→ Task to complete:
If a line in the data below holds the word "bool", copy it.

Provided material START

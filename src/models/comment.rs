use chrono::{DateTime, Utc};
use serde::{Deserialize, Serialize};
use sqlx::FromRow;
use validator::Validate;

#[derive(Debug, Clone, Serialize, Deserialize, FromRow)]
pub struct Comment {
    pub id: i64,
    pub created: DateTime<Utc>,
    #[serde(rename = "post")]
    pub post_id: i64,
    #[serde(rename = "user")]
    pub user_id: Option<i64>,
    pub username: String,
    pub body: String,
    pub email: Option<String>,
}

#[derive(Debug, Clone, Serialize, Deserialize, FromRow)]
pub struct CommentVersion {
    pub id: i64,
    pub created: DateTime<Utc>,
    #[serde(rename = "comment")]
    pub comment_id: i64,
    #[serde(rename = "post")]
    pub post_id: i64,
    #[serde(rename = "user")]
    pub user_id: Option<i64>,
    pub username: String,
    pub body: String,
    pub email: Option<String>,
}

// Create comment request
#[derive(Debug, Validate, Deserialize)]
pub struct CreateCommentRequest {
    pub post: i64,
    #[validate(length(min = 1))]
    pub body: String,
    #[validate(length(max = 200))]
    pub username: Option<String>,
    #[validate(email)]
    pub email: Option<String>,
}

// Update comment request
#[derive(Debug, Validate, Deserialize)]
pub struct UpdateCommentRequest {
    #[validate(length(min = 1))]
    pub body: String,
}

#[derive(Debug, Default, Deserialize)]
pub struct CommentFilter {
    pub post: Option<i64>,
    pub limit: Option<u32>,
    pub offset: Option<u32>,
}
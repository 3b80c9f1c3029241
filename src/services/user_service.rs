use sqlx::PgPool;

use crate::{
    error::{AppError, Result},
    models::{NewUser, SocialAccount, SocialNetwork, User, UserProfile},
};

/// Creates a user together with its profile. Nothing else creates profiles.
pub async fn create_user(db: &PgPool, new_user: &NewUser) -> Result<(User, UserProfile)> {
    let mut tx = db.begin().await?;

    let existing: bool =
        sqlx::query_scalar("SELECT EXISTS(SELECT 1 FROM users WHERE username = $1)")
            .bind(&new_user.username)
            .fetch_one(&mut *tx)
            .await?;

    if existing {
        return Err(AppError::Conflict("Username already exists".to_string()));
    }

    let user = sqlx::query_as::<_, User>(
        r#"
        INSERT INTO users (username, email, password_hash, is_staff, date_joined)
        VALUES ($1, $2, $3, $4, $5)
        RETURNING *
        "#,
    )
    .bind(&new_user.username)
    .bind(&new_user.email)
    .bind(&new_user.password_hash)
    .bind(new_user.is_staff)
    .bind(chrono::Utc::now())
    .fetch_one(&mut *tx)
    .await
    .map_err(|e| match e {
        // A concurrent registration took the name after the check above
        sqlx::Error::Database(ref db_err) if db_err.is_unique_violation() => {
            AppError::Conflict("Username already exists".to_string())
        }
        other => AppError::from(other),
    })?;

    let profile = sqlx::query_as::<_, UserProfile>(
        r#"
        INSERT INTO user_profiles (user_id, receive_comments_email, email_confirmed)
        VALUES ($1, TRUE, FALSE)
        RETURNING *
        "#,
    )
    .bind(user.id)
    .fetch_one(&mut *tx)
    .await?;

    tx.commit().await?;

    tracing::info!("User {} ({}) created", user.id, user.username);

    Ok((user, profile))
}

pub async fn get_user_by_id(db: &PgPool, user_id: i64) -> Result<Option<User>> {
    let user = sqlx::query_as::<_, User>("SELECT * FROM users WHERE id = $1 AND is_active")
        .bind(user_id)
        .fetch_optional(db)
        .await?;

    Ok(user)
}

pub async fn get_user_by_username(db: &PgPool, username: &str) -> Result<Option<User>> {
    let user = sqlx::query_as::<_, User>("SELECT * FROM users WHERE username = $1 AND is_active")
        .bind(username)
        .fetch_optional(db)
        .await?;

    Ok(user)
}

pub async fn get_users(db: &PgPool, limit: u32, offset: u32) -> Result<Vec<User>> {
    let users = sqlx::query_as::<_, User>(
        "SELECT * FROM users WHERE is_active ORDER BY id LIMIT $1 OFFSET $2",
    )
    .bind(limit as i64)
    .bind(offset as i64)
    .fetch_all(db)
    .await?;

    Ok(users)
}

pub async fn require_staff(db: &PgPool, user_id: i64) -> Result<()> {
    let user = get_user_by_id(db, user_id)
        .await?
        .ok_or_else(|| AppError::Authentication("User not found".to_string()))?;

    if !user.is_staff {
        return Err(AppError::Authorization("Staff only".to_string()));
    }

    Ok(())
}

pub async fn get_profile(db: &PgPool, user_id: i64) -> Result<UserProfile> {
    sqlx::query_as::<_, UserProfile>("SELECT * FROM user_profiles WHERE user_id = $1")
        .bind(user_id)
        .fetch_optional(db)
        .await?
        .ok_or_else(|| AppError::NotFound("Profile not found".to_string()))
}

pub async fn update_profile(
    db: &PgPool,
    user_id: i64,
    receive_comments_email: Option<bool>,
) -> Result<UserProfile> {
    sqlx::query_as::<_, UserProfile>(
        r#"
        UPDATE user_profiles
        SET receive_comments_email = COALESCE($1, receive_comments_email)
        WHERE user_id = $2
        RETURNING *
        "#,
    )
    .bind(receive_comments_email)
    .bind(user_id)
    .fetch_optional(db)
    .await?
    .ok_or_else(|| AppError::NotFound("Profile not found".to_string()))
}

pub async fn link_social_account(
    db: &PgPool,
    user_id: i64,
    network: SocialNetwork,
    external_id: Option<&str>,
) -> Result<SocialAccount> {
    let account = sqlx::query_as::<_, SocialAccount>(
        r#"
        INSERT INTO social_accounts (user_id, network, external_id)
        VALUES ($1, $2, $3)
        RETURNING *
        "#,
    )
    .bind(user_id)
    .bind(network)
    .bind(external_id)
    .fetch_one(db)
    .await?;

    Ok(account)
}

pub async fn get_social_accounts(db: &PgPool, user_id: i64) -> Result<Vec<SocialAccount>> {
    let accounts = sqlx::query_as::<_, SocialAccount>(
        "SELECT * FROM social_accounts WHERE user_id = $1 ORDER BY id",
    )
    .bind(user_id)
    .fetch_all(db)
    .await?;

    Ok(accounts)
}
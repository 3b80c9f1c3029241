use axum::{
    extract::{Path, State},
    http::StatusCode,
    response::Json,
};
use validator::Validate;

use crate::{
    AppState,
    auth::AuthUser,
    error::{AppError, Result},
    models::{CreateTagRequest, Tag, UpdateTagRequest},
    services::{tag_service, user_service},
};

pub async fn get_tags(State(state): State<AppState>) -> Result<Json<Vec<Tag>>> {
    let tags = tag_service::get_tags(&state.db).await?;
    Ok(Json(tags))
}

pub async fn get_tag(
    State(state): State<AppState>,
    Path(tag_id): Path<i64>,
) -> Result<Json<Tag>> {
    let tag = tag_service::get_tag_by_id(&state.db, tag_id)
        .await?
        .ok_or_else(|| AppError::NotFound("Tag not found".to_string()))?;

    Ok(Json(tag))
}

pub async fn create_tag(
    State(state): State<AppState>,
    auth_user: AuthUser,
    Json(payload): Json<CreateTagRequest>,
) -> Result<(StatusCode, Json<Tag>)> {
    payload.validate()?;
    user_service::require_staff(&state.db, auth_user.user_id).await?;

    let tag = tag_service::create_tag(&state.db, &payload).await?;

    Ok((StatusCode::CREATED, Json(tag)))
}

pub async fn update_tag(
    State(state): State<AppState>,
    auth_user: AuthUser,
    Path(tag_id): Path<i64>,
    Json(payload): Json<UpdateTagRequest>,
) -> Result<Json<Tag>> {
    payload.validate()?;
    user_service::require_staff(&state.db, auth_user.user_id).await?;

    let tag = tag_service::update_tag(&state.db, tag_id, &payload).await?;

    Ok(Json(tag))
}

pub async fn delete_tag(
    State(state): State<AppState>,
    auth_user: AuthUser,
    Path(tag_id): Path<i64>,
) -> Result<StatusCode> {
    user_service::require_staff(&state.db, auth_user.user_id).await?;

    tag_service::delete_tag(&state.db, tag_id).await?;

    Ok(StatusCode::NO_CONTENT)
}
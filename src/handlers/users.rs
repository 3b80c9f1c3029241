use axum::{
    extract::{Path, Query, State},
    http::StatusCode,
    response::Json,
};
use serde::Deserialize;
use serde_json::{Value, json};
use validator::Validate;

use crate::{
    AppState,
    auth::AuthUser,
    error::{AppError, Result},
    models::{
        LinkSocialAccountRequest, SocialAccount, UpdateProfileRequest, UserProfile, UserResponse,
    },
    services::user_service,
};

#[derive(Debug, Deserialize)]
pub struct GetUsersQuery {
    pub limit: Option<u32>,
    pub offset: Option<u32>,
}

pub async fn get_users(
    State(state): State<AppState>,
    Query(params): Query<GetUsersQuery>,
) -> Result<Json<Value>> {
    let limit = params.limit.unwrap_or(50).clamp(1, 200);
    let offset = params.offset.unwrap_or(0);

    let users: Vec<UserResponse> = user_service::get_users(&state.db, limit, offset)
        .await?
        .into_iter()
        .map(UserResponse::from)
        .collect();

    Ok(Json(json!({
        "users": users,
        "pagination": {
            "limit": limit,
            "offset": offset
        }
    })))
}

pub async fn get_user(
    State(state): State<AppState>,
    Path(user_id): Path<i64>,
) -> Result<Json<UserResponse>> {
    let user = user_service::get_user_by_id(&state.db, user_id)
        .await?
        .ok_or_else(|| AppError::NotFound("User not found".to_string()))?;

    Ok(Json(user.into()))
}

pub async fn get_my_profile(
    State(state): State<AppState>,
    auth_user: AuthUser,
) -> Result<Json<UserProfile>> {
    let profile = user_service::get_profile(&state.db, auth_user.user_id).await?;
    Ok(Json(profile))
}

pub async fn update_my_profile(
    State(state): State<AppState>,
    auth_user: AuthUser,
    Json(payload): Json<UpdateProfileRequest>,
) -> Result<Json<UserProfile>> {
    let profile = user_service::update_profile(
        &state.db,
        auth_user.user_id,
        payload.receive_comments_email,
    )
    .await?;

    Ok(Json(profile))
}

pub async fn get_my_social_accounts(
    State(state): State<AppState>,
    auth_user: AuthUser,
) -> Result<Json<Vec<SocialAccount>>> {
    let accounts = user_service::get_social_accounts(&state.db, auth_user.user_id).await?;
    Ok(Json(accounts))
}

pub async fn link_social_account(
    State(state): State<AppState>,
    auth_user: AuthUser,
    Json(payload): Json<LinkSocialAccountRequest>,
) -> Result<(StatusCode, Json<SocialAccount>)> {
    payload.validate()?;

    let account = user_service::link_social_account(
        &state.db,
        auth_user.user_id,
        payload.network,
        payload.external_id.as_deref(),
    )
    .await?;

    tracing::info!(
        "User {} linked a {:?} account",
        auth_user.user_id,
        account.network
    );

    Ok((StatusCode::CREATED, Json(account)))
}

Provided material END

→ The completed task:
    let existing: bool =
    receive_comments_email: Option<bool>,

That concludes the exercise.